Problem details
Scan the listing below. Report each line that includes "every".
[[ Supplied data open ]]
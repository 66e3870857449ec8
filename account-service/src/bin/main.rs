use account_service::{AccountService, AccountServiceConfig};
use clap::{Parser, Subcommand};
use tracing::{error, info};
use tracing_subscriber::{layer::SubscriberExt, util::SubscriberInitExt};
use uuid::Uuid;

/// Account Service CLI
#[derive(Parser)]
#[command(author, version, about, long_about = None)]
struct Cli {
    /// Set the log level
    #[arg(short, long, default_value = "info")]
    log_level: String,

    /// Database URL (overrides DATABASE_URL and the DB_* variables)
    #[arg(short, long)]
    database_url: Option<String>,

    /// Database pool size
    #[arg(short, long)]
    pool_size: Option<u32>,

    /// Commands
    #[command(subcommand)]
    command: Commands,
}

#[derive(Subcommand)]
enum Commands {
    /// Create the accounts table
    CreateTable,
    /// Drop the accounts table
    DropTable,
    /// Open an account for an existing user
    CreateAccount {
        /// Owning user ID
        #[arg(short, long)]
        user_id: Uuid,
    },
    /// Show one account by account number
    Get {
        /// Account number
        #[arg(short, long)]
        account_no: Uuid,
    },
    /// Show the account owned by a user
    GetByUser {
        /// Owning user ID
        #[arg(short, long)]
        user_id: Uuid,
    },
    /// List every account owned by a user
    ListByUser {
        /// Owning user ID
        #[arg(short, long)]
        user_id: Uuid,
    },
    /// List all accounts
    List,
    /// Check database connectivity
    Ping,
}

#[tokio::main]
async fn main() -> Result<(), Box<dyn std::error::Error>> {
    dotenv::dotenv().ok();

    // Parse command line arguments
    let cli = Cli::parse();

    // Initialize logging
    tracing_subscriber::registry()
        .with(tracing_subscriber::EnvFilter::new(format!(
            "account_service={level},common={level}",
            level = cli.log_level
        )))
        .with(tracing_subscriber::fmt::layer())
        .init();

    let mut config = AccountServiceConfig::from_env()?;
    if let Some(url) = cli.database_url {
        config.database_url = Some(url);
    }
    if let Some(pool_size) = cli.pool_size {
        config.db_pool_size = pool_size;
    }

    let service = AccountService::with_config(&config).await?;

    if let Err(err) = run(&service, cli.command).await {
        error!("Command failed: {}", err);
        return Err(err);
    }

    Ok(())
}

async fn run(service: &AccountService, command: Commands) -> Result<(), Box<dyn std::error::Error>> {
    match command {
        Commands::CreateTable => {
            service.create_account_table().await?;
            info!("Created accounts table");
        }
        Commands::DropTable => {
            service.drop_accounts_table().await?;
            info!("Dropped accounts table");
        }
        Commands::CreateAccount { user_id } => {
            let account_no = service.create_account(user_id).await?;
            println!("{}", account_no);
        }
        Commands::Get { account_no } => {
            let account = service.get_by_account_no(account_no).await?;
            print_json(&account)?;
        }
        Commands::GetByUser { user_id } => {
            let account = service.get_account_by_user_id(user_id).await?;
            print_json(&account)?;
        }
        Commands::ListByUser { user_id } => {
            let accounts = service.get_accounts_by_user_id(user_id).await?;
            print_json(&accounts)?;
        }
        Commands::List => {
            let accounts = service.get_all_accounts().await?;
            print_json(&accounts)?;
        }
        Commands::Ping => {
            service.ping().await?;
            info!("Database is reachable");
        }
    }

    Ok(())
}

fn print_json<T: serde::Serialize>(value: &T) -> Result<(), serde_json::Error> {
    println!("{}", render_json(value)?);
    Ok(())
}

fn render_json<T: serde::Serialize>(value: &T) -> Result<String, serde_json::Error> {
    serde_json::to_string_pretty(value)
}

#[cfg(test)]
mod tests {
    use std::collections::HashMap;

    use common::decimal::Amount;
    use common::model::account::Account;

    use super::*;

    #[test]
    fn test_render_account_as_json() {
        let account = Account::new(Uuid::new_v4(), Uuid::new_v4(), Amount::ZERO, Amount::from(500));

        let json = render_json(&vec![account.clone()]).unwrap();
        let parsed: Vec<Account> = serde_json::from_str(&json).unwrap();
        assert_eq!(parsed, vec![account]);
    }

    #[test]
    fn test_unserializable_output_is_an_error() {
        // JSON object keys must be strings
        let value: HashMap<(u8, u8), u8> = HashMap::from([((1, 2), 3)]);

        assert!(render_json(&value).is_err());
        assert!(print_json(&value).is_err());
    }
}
[[ Supplied data closed ]]
[[ Supplied data open ]]
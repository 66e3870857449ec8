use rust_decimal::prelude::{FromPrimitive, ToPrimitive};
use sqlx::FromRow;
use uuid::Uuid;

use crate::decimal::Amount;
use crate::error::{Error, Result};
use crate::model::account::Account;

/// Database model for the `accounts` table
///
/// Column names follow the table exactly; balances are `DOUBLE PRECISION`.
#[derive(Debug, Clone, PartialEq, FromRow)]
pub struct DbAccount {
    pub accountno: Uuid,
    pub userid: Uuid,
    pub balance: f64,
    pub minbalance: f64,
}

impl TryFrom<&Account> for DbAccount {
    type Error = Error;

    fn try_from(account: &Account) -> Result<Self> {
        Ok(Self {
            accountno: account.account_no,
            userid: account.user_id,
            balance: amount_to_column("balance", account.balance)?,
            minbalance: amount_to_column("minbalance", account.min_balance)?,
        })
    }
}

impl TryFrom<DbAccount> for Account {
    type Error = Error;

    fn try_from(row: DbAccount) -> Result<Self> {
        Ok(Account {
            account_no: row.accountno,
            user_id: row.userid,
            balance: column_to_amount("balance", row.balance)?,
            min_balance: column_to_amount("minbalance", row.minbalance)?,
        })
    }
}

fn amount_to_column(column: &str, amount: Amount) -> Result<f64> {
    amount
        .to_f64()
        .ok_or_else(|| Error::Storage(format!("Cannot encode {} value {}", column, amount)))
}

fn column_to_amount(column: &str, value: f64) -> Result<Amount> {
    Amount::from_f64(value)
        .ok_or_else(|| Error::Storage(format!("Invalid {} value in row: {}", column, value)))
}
[[ Supplied data closed ]]
[[ Supplied data open ]]
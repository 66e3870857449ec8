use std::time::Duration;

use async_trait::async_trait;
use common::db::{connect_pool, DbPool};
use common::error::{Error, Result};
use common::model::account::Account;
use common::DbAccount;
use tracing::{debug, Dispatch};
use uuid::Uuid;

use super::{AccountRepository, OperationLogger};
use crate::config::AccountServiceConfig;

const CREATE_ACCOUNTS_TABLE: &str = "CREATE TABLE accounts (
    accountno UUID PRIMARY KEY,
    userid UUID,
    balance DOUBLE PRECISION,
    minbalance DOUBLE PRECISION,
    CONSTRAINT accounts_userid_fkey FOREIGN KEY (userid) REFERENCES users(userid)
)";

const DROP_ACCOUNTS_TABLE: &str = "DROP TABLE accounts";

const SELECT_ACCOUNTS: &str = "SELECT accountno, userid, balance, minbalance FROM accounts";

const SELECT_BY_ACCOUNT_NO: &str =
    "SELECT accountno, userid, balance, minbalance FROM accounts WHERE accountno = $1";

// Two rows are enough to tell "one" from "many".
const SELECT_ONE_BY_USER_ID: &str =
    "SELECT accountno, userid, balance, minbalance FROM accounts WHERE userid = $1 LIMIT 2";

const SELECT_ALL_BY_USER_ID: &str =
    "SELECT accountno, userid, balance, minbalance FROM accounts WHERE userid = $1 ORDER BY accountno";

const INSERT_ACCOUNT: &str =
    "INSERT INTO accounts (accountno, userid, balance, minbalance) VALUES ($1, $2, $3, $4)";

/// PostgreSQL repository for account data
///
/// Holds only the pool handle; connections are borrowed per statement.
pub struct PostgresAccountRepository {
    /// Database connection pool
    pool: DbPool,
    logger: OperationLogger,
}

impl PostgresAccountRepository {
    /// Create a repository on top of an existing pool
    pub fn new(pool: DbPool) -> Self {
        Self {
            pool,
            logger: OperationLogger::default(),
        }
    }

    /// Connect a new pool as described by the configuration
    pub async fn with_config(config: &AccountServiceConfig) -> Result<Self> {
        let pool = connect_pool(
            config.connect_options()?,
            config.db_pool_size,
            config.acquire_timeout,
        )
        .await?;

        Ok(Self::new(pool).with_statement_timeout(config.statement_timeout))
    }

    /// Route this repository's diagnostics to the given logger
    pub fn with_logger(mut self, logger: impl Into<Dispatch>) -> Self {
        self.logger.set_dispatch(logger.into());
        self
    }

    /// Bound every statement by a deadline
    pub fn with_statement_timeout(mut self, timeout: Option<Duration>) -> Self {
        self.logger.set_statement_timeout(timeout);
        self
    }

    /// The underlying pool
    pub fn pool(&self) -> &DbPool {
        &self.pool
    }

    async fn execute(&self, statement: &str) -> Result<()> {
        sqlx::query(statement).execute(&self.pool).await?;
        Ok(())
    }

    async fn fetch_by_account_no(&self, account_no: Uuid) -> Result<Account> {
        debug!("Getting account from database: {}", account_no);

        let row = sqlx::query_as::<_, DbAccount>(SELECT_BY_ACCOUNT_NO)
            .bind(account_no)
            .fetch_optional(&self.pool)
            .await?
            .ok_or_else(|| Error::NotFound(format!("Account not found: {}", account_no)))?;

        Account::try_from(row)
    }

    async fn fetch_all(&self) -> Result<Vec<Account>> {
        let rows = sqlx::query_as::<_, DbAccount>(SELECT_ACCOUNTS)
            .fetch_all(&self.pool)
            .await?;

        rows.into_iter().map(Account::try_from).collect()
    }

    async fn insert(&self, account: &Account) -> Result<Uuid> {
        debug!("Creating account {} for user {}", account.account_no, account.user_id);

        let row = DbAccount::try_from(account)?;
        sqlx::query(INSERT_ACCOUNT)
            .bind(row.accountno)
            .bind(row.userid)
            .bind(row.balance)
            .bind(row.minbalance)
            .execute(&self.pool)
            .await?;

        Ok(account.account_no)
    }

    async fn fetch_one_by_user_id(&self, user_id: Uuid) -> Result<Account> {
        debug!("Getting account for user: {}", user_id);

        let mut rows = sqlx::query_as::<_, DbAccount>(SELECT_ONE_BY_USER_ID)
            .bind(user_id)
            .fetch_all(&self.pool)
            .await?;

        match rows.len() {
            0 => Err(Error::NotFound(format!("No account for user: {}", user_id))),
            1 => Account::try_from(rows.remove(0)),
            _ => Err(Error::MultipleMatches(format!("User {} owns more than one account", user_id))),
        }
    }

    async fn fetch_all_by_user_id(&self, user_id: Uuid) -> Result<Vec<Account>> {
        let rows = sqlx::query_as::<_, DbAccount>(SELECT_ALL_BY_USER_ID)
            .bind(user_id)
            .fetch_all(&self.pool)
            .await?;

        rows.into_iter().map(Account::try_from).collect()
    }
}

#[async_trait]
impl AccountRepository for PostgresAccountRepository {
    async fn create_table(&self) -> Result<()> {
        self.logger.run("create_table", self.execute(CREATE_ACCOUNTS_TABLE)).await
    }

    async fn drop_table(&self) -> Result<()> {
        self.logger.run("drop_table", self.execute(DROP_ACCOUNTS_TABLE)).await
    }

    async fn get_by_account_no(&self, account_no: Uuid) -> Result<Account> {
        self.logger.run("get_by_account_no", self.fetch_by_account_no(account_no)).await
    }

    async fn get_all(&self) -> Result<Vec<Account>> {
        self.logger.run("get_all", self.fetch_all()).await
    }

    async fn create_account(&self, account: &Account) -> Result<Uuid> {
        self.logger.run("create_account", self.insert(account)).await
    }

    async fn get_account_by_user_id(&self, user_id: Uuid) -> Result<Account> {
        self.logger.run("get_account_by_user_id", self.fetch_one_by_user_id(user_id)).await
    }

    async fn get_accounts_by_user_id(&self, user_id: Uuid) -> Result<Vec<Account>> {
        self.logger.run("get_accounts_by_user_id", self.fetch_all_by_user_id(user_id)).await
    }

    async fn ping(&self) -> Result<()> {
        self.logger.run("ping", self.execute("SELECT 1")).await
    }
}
[[ Supplied data closed ]]
Completed exercise
    /// List every account owned by a user
    /// Bound every statement by a deadline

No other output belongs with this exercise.